Compilers and Interpreters: Solutions to the exam 2024-10-31

Please note that these are suggested solutions. There can be other solutions that are also correct. Some of these solutions may be more comprehensive than required for full points on the exam, or they might only refer to where the answers can be found. In addition, it has occurred in the history of the world that teachers have made errors in the suggested solutions. I myself have, of course, never made any such errors, but others have. Does anyone really read introductions like this one? I don't know. It may be so. Rhubarb rhubarb rhubarb. I have heard that the extras on a movie set are told to say that to simulate background noise in a restaurant or similar place.
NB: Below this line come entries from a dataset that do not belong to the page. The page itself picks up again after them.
//! SWIM-family cluster membership core.
//!
//! This crate is the stateful half of the split described in
//! `membership-wire`'s crate doc: the membership table and its merge rule,
//! the timer-driven decay of SUSPECTED/SHUTDOWN members, the SYNC/SYNC-ACK
//! anti-entropy engine, the single-writer event dispatcher that fuses SYNC,
//! failure-detector, and gossip inputs, the observer fan-out, and the local
//! lifecycle (`start`/`leave`). It depends on `membership-wire` for the
//! wire-visible types and defines three traits — [`Transport`],
//! [`FailureDetector`], [`GossipBroadcaster`] — as the interface-only
//! external collaborators spec.md §1 scopes out of this crate.
//!
//! The entry point is [`Membership::start`]; everything else here is either
//! an implementation detail reachable through it or one of the three traits
//! an embedder implements.

mod config;
mod dispatcher;
mod error;
mod failure_detector;
mod gossip;
mod lifecycle;
mod observer;
mod sync;
mod table;
mod transport;

pub use config::{MembershipConfig, MembershipConfigBuilder};
pub use dispatcher::DeltaSource;
pub use error::{MembershipError, Result};
pub use failure_detector::{FailureDetector, FailureDetectorVerdict};
pub use gossip::GossipBroadcaster;
pub use lifecycle::{Membership, MembershipHandle};
pub use transport::{InboundRequest, Transport};

pub use membership_wire::{Endpoint, Member, MemberStatus, MembershipPayload};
Below are the suggested solutions.

Task 1 (6 p)

Here is a program segment written in a C-like language:

    a = b;
    if (c < d) {
        e = f * g / h + i + j;
    }
    else {
        if (k == l) {
            m = n;
        }
        else {
            o = p;
            q = r;
        }
        s = t / u / v;
        w = x;
    }

Translate the program segment to two of the following three types of representations.

a) an abstract syntax tree (by drawing it)

Answer:

An (abstract) syntax tree

The "K" nodes are connection nodes for lists of statements. Sometimes I have used ";" to mark these nodes.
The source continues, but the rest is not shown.